Hand out tulip bulbs (or some sort of bulbs) at my funeral and ask people to plant a few in their yard. But NOT daffodils. I hate daffodils. And lilies, hate ‘em.) So tulips then.


21



We don’t snoop. Never read a correspondence (email, letter, text, note, etc.) that is not intended for your eyes, or listen in to a conversation that is not intended for your ears. The right to privacy is sacred. Always respect people’s privacy and set the expectation that others do the same for you.


10



You can love someone and still not tolerate their abuse. Protect your peace and safety.


17, 21



Take out your aggression on inanimate things, never on people or animals.


9



Date all kinds but marry someone who loves you for who you are, with whom you feel most yourself. Someone who will encourage you to grow more into the person you want to be. (And be good at encouraging them to do same.) Never fear or stifle each other’s growth. Celebrate it. Support it. Encourage it.


21



You don’t have to be friends with people you don’t like. But you can’t decide you don’t like someone unless you get to know them. (Rather than a look or a reputation or a difference, etc.)


10



“You’ll never be alone when you carry a poet in your pocket.” - John Adams Bring a book with you wherever you go.


12, 19



It’s okay to feel jealous. Totally normal, totally human. Just never act on jealousy.


12, 14, 16, 19, 21



Never do two illegal things at the same time. Don’t break the law while breaking the law.


16, 17, 18, 19, 20, 21



Read blog post from Parent's Corner: The Letter Your Teenager Can't Write You By Gretchen Schmelzer June 23, 2015


13-17



Sometimes you don’t know what to do, can’t figure out what’s the right direction for you.
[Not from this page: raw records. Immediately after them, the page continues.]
//! Docstring marker configuration.
//!
//! Two schemes are supported:
//!
//! - a single marker (default `!>`) recognized in comments that follow a
//!   declaration;
//! - four variants `doc, doc-alt, pre-doc, pre-doc-alt`: the doc markers are
//!   recognized after a declaration, the pre-doc markers in the comment block
//!   right before it. A one-character variant is shorthand for `!` + char, so
//!   `["!", "*", ">", "|"]` means `!!`, `!*`, `!>` and `!|`.

use crate::error::ConfigError;

pub const DEFAULT_MARKER: &str = "!>";

/// Markers that identify documentation comments, split by placement.
#[derive(Debug, Clone, PartialEq, Eq)]
pub struct DocMarkers {
    trailing: Vec<String>,
    leading: Vec<String>,
}

impl Default for DocMarkers {
    fn default() -> Self {
        Self {
            trailing: vec![DEFAULT_MARKER.to_string()],
            leading: Vec::new(),
        }
    }
}

impl DocMarkers {
    /// One marker, recognized after declarations.
    pub fn single(marker: &str) -> Result<Self, ConfigError> {
        Ok(Self {
            trailing: vec![validate(marker)?],
            leading: Vec::new(),
        })
    }

    /// The four-variant scheme. Fails unless exactly four variants are given.
    pub fn from_variants<S: AsRef<str>>(variants: &[S]) -> Result<Self, ConfigError> {
        if variants.len() != 4 {
            return Err(ConfigError::VariantCount(variants.len()));
        }
        let markers = variants
            .iter()
            .map(|v| expand_variant(v.as_ref()))
            .collect::<Result<Vec<_>, _>>()?;
        for (i, m) in markers.iter().enumerate() {
            if markers[..i].contains(m) {
                return Err(ConfigError::DuplicateMarker(m.clone()));
            }
        }
        Ok(Self {
            trailing: markers[..2].to_vec(),
            leading: markers[2..].to_vec(),
        })
    }

    /// Parse a comma-separated variant list such as `"!,*,>,|"`.
    pub fn parse_variants(list: &str) -> Result<Self, ConfigError> {
        let parts: Vec<&str> = list.split(',').map(str::trim).collect();
        Self::from_variants(&parts)
    }

    /// Markers for comments following a declaration.
    pub fn trailing(&self) -> &[String] {
        &self.trailing
    }

    /// Markers for comments preceding a declaration (empty in single-marker mode).
    pub fn leading(&self) -> &[String] {
        &self.leading
    }

    /// True if the line is a comment carrying any configured marker.
    pub fn is_marked(&self, line: &str) -> bool {
        let t = line.trim();
        self.trailing
            .iter()
            .chain(self.leading.iter())
            .any(|m| t.starts_with(m.as_str()))
    }
}

fn validate(marker: &str) -> Result<String, ConfigError> {
    let m = marker.trim();
    if m.is_empty() || m.chars().any(char::is_whitespace) {
        return Err(ConfigError::InvalidMarker(marker.to_string()));
    }
    Ok(m.to_string())
}

/// A one-character variant is shorthand for `!` followed by it.
fn expand_variant(variant: &str) -> Result<String, ConfigError> {
    let m = validate(variant)?;
    if m.chars().count() == 1 {
        return Ok(format!("!{m}"));
    }
    Ok(m)
}

#[cfg(test)]
mod tests {
    use super::*;

    #[test]
    fn default_is_single_trailing_marker() {
        let m = DocMarkers::default();
        assert_eq!(m.trailing(), ["!>"]);
        assert!(m.leading().is_empty());
    }

    #[test]
    fn variants_expand_single_chars() {
        let m = DocMarkers::from_variants(&["!", "*", ">", "|"]).unwrap();
        assert_eq!(m.trailing(), ["!!", "!*"]);
        assert_eq!(m.leading(), ["!>", "!|"]);
    }

    #[test]
    fn variants_wrong_count_fails() {
        assert_eq!(
            DocMarkers::from_variants(&["!", "*", ">"]),
            Err(ConfigError::VariantCount(3))
        );
        assert_eq!(
            DocMarkers::parse_variants("!,*,>,|,#"),
            Err(ConfigError::VariantCount(5))
        );
    }

    #[test]
    fn variants_must_be_distinct() {
        assert!(matches!(
            DocMarkers::from_variants(&["!", "!!", ">", "|"]),
            Err(ConfigError::DuplicateMarker(_))
        ));
    }

    #[test]
    fn single_marker_is_taken_verbatim() {
        assert_eq!(DocMarkers::single("!").unwrap().trailing(), ["!"]);
        assert_eq!(DocMarkers::single(" !* ").unwrap().trailing(), ["!*"]);
    }

    #[test]
    fn empty_marker_rejected() {
        assert!(matches!(
            DocMarkers::single("  "),
            Err(ConfigError::InvalidMarker(_))
        ));
    }

    #[test]
    fn parse_variants_trims() {
        let m = DocMarkers::parse_variants("!!, !*, !>, !|").unwrap();
        assert_eq!(m.leading(), ["!>", "!|"]);
        assert!(m.is_marked("   !| note"));
        assert!(!m.is_marked("! plain"));
    }
}
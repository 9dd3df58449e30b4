//! Tree-walking strategy.

use super::visibility::VisibilityContext;
use super::{
    build_procedure, build_type, doc_for, Collector, Construct, DeclSite, Extraction, Strategy,
};
use crate::config::DocMarkers;
use crate::docstring::is_comment_line;
use crate::error::Warning;
use crate::model::SubmoduleEntity;
use crate::syntax::stmt::{parse_access, ProcedureHeader, ProcedureKind};
use crate::syntax::{Node, NodeKind, SyntaxTree};

pub struct TreeStrategy<'a> {
    tree: &'a SyntaxTree,
    /// Raw source lines, consulted when the tree carries no comments for a construct
    source: Vec<&'a str>,
}

impl<'a> TreeStrategy<'a> {
    pub fn new(tree: &'a SyntaxTree, source: &'a str) -> Self {
        Self {
            tree,
            source: source.lines().collect(),
        }
    }
}

impl Strategy for TreeStrategy<'_> {
    fn extract(&self, markers: &DocMarkers) -> Extraction {
        let mut walk = Walk {
            source: &self.source,
            markers,
            out: Collector::default(),
        };
        walk.children(self.tree.root(), None);
        walk.out.finish()
    }
}

struct Walk<'s, 'm> {
    source: &'s [&'s str],
    markers: &'m DocMarkers,
    out: Collector,
}

impl Walk<'_, '_> {
    fn children(&mut self, parent: &Node, ctx: Option<&VisibilityContext>) {
        let siblings = parent.children();
        for (i, node) in siblings.iter().enumerate() {
            let leading = leading_comments(&siblings[..i]);
            match Construct::of(node.kind()) {
                Construct::Module => self.module(node, &leading),
                Construct::Submodule => self.submodule(node, &leading),
                Construct::Procedure(kind) => self.procedure(node, kind, &leading, ctx),
                Construct::DerivedType => self.derived_type(node, &leading, ctx),
                Construct::Program => self.parts(node, ctx),
                Construct::Other => {}
            }
        }
    }

    /// Walk the specification and subprogram parts of a program unit.
    fn parts(&mut self, node: &Node, ctx: Option<&VisibilityContext>) {
        if let Some(spec) = node.child(NodeKind::SpecificationPart) {
            self.children(spec, ctx);
        }
        if let Some(sub) = node.child(NodeKind::SubprogramPart) {
            self.children(sub, ctx);
        }
    }

    fn module(&mut self, node: &Node, leading: &[&str]) {
        let Some(name) = node.name() else {
            self.out.warn(Warning::malformed("module", node.line(), "missing name"));
            return;
        };
        let Some(spec) = node.child(NodeKind::SpecificationPart) else {
            self.out.warn(Warning::malformed(
                "module",
                node.line(),
                format!("{name} has no specification section"),
            ));
            return;
        };

        let doc = self.doc(node, spec, leading);
        let statements: Vec<_> = spec
            .children_of(NodeKind::AccessStmt)
            .filter_map(|n| parse_access(n.text()))
            .collect();
        let (ctx, warnings) = VisibilityContext::build(name, &statements);
        self.out.warn_all(warnings);
        self.out.module(ctx.module_entity(name, doc));

        self.parts(node, Some(&ctx));
    }

    fn submodule(&mut self, node: &Node, leading: &[&str]) {
        let (Some(name), Some(parent)) = (node.name(), node.child(NodeKind::ParentName)) else {
            self.out.warn(Warning::malformed(
                "submodule",
                node.line(),
                "missing name or parent",
            ));
            return;
        };
        let Some(spec) = node.child(NodeKind::SpecificationPart) else {
            self.out.warn(Warning::malformed(
                "submodule",
                node.line(),
                format!("{name} has no specification section"),
            ));
            return;
        };

        let doc = self.doc(node, spec, leading);
        self.out.submodule(SubmoduleEntity {
            name: name.to_string(),
            parent: parent.text().to_string(),
            ancestor: node
                .child(NodeKind::AncestorName)
                .map(|n| n.text().to_string()),
            doc,
        });

        // access statements are not allowed in submodules
        self.parts(node, None);
    }

    fn procedure(
        &mut self,
        node: &Node,
        kind: ProcedureKind,
        leading: &[&str],
        ctx: Option<&VisibilityContext>,
    ) {
        let Some(name) = node.name() else {
            self.out.warn(Warning::malformed(kind.as_str(), node.line(), "missing name"));
            return;
        };
        let Some(spec) = node.child(NodeKind::SpecificationPart) else {
            self.out.warn(Warning::malformed(
                kind.as_str(),
                node.line(),
                format!("{name} has no specification section"),
            ));
            return;
        };

        let header = ProcedureHeader {
            kind,
            name: Some(name.to_string()),
            prefix: node
                .child(NodeKind::Prefix)
                .map(|n| n.text().to_string())
                .unwrap_or_default(),
            args: node
                .child(NodeKind::DummyArgList)
                .map(|list| {
                    list.children_of(NodeKind::Name)
                        .map(|n| n.text().to_string())
                        .collect()
                })
                .unwrap_or_default(),
            result: node
                .child(NodeKind::ResultName)
                .map(|n| n.text().to_string()),
        };

        let doc = self.doc(node, spec, leading);
        let sites = decl_sites(spec, |n| n.kind() == NodeKind::Declaration);
        let entity = build_procedure(&header, name, doc, &sites, ctx, self.markers);
        self.out.procedure(kind, entity);

        self.parts(node, ctx);
    }

    fn derived_type(&mut self, node: &Node, leading: &[&str], ctx: Option<&VisibilityContext>) {
        let Some(name) = node.name() else {
            self.out.warn(Warning::malformed("derived type", node.line(), "missing name"));
            return;
        };
        let Some(body) = node.child(NodeKind::Body) else {
            self.out.warn(Warning::malformed(
                "derived type",
                node.line(),
                format!("{name} has no body"),
            ));
            return;
        };

        let attributes: Vec<String> = node
            .children_of(NodeKind::Attribute)
            .map(|n| n.text().to_string())
            .collect();
        let doc = self.doc(node, body, leading);
        let sites = decl_sites(body, |n| {
            !matches!(n.kind(), NodeKind::Comment | NodeKind::Blank | NodeKind::EndStmt)
        });
        let entity = build_type(name, &attributes, doc, &sites, ctx, self.markers);
        self.out.derived_type(entity);
    }

    /// Docstring of a construct: the comment block right before it plus its
    /// header's inline comment and the first comment block of `section`.
    fn doc(&self, node: &Node, section: &Node, leading: &[&str]) -> Option<String> {
        let mut trailing: Vec<&str> = node
            .children_of(NodeKind::Comment)
            .map(Node::text)
            .collect();
        trailing.extend(
            section
                .children()
                .iter()
                .skip_while(|n| n.kind() == NodeKind::Blank)
                .take_while(|n| n.kind() == NodeKind::Comment)
                .map(Node::text),
        );
        if trailing.is_empty() {
            trailing = self.source_comments_after(node.line());
        }
        doc_for(leading, &trailing, self.markers)
    }

    /// Comment lines following 1-based `line` in the raw source.
    fn source_comments_after(&self, line: usize) -> Vec<&str> {
        if line == 0 {
            return Vec::new();
        }
        self.source
            .iter()
            .skip(line)
            .take_while(|l| is_comment_line(l))
            .copied()
            .collect()
    }
}

/// Comment nodes immediately preceding the end of `siblings`, in order.
fn leading_comments(siblings: &[Node]) -> Vec<&str> {
    let start = siblings
        .iter()
        .rposition(|n| n.kind() != NodeKind::Comment)
        .map_or(0, |i| i + 1);
    siblings[start..].iter().map(Node::text).collect()
}

/// Statement sites among `section`'s children selected by `keep`, each with
/// its surrounding comment blocks.
fn decl_sites<'n>(section: &'n Node, keep: impl Fn(&Node) -> bool) -> Vec<DeclSite<'n>> {
    let children = section.children();
    children
        .iter()
        .enumerate()
        .filter(|(_, n)| keep(n))
        .map(|(i, n)| {
            let mut trailing: Vec<&str> = n.children_of(NodeKind::Comment).map(Node::text).collect();
            trailing.extend(
                children[i + 1..]
                    .iter()
                    .take_while(|c| c.kind() == NodeKind::Comment)
                    .map(Node::text),
            );
            DeclSite {
                code: n.text(),
                line: n.line(),
                leading: leading_comments(&children[..i]),
                trailing,
            }
        })
        .collect()
}

#[cfg(test)]
mod tests {
    use super::*;
    use crate::model::{ResultSpec, Visibility};

    fn run(tree: &SyntaxTree, source: &str) -> Extraction {
        TreeStrategy::new(tree, source).extract(&DocMarkers::default())
    }

    #[test]
    fn procedure_without_specification_is_skipped() {
        let broken = Node::new(NodeKind::Function, "function broken(x)", 1)
            .with_child(Node::new(NodeKind::Name, "broken", 1));
        let ok = Node::new(NodeKind::Subroutine, "subroutine ok()", 3)
            .with_child(Node::new(NodeKind::Name, "ok", 3))
            .with_child(Node::new(NodeKind::SpecificationPart, "", 4));
        let tree = SyntaxTree::new(
            Node::new(NodeKind::File, "", 0)
                .with_child(broken)
                .with_child(ok),
        );

        let result = run(&tree, "");
        assert!(result.model.functions.is_empty());
        assert_eq!(result.model.subroutines.len(), 1);
        assert_eq!(result.warnings.len(), 1);
        assert!(matches!(
            result.warnings[0],
            Warning::MalformedConstruct { kind: "function", line: 1, .. }
        ));
    }

    #[test]
    fn falls_back_to_source_comments() {
        let source = "module m\n  !> From the source text\nend module m\n";
        let module = Node::new(NodeKind::Module, "module m", 1)
            .with_child(Node::new(NodeKind::Name, "m", 1))
            .with_child(Node::new(NodeKind::SpecificationPart, "", 2));
        let tree = SyntaxTree::new(Node::new(NodeKind::File, "", 0).with_child(module));

        let result = run(&tree, source);
        assert_eq!(
            result.model.modules[0].doc.as_deref(),
            Some("From the source text")
        );
    }

    #[test]
    fn self_named_function_result() {
        let source = "real function area(r)\n  real, intent(in) :: r !> radius\nend function\n";
        let tree = SyntaxTree::parse(source);
        let result = run(&tree, source);
        let func = &result.model.functions[0];
        assert_eq!(func.result, Some(ResultSpec::SelfNamed));
        assert_eq!(func.result_name(), Some("area"));
        assert_eq!(func.arg("area").map(|a| a.attributes.as_str()), Some("real"));
        assert_eq!(func.arg("r").map(|a| a.description.as_str()), Some("radius"));
        assert_eq!(func.visibility, Visibility::Public);
    }

    #[test]
    fn leading_comments_stop_at_statement() {
        let nodes = vec![
            Node::new(NodeKind::Comment, "!> a", 1),
            Node::new(NodeKind::Statement, "x = 1", 2),
            Node::new(NodeKind::Comment, "!> b", 3),
            Node::new(NodeKind::Comment, "!> c", 4),
        ];
        assert_eq!(leading_comments(&nodes), ["!> b", "!> c"]);
        assert!(leading_comments(&nodes[..2]).is_empty());
    }
}
//! Add command implementation.

use crate::output;
use serde_json::json;

pub fn run(left: String, right: String, json: bool) -> Result<(), Box<dyn std::error::Error>> {
    let sum = arkivo_decimal::add(&left, &right)?;

    output::emit(
        json,
        &sum,
        &json!({ "left": left, "right": right, "sum": sum }),
    )
}
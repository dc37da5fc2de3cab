//! Canonicalization of decimal strings.
//!
//! Leading minus signs cancel pairwise: an even run yields a non-negative
//! value, an odd run a negative one. Integer padding zeros and fractional
//! trailing zeros are dropped, and zero is always rendered as `"0"`.

use crate::decimal::Decimal;
use crate::validation::{split_decimal, ValidationError};

/// Parses and canonicalizes `input` into a [`Decimal`].
pub(crate) fn parse(input: &str) -> Result<Decimal, ValidationError> {
    let raw = split_decimal(input).inspect_err(|err| {
        tracing::debug!(%err, "rejected decimal string");
    })?;

    let negative = raw.minus_signs % 2 == 1;
    let decimal = Decimal::from_digits(negative, digits(raw.integer), digits(raw.fraction));

    tracing::trace!(input, canonical = %decimal, "normalized decimal string");
    Ok(decimal)
}

fn digits(validated: &str) -> Vec<u8> {
    validated.bytes().map(|b| b - b'0').collect()
}

/// Returns the canonical form of a decimal string.
///
/// ```rust
/// assert_eq!(arkivo_decimal::normalize("000123.4500")?, "123.45");
/// assert_eq!(arkivo_decimal::normalize("-----864.3135")?, "-864.3135");
/// assert_eq!(arkivo_decimal::normalize("-0")?, "0");
/// # Ok::<(), arkivo_decimal::ValidationError>(())
/// ```
///
/// # Errors
///
/// Returns [`ValidationError::MalformedInput`] when `input` contains anything
/// besides leading minus signs, digits and a single decimal point, or has no
/// digit at all.
pub fn normalize(input: &str) -> Result<String, ValidationError> {
    parse(input).map(|decimal| decimal.to_string())
}

/// Returns the canonical negation of a decimal string.
///
/// Zero stays `"0"`. The result is meant for comparisons and display:
/// [`add`](crate::add) refuses operands of opposite sign, so a negated value
/// cannot be fed back into it to subtract.
///
/// # Errors
///
/// Returns [`ValidationError::MalformedInput`] naming `input` itself.
pub fn negate(input: &str) -> Result<String, ValidationError> {
    parse(input).map(|decimal| (-decimal).to_string())
}

/// Returns `true` when the decimal string denotes a value strictly below zero.
pub fn is_negative(input: &str) -> Result<bool, ValidationError> {
    parse(input).map(|decimal| decimal.is_negative())
}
That’s okay. Try thinking about what you *don’t* want to do. (See John Cusack career plans speech in 1989 movie “Say Anything.”


11, 16, 19, 21



Build something beautiful.


13, 21



Relationship advice: Is she interesting? You’ll spend more time with her than anyone in your life. Does she make you laugh? Will she make a good mom? Life is long. These are the things that matter.” -Paraphrased quote from Barack Obama


21



Listen to the radio stations they listen to. Know their favorite songs and artists.


12



I forget who said it but I love it: “I don’t know what I think until I write it down.” Paper and pen. Write. Keep it or burn it whatever you like. Journal or make a list or bullet points or narrative…whatever. Just write.


15, 21



SAT Prep https://www.nytimes.com/2017/04/10/opinion/how-i-learned-to-take-the-sat-like-a-rich-kid.html


16



Check out Travel for Teens for summer travel programs. Let them choose from themes like service, adventure, animal rescue, etc.


14



Frustrated with school or work? It bothers you because you care or you hurt. That’s human.


14



“In the middle of the pain you didn’t cause, the change you didn’t want, the reality you didn’t know was coming . . . your life can still be beautiful.” Lysa TerKeurst


20



Don’t be a dick.


21



Show them a picture of a riptide and explain about swimming parallel to the shore instead of fighting it. Google Outer Banks NC green fluorescent dye in riptide.


9-15



You don’t have to look for love. You definitely don’t have to audition for it. All you need to do is be the most “you” you can be. And if you have no idea what you love or who you are…congratulations! Figuring it out will be the best part.


13, 15, 16, 17, 18, 21



My love for you will never run out - neither will God’s love / patience run out. I will always instruct, discipline and give consequences for bad behavior- because it’s my job to teach you. But there’s nothing you could do to lose my love. Remind them daily.


5-20



Resource: the website Ask, Listen and Learn has great material about how to start a conversation about the dangers of under-age drinking. asklistenlearn.org


9



I’m going to keep from telling them how to feel.


4-18



Love then when they least deserve it because that’s when the need it the most.


3, 13, 17



Check in on your friends. Even the ones that seem fine.


14-21



Be present. Don’t turn every conversation into a lesson. They stay in their rooms so much because they feel safe there. They’re tired and stressed out and managing a lot of change.


13



Two years after Trump lost re-election I still struggle to understand how anyone could support him, to say nothing of work for him. But then it came to me: being close to power is intoxicating. It makes people feel important and accepted, which are things very few of us ever, though we all long to, feel. I recalled how very much I longed for this type of acceptance for most of my career. I *loved* being included in meetings with the CEO. I loved having a access and influence. It was so validating, so satisfying! Looking back I’m embarrassed, even ashamed about how much of a fan girl I was. (Don’t get me wrong! Ambition and drive are good things! But I was more concerned with being perceived as important than I was in substance or actual effort.) All this to say, be mindful of the lure of being in the “it” group. We all crave the acceptance and approval. There’s nothing wrong with wanting a seat at the table, just pay more attention to be table than the seat. If you had a chance to work in the Whitehouse for Donald Trump, would you? Would you trade your values for power?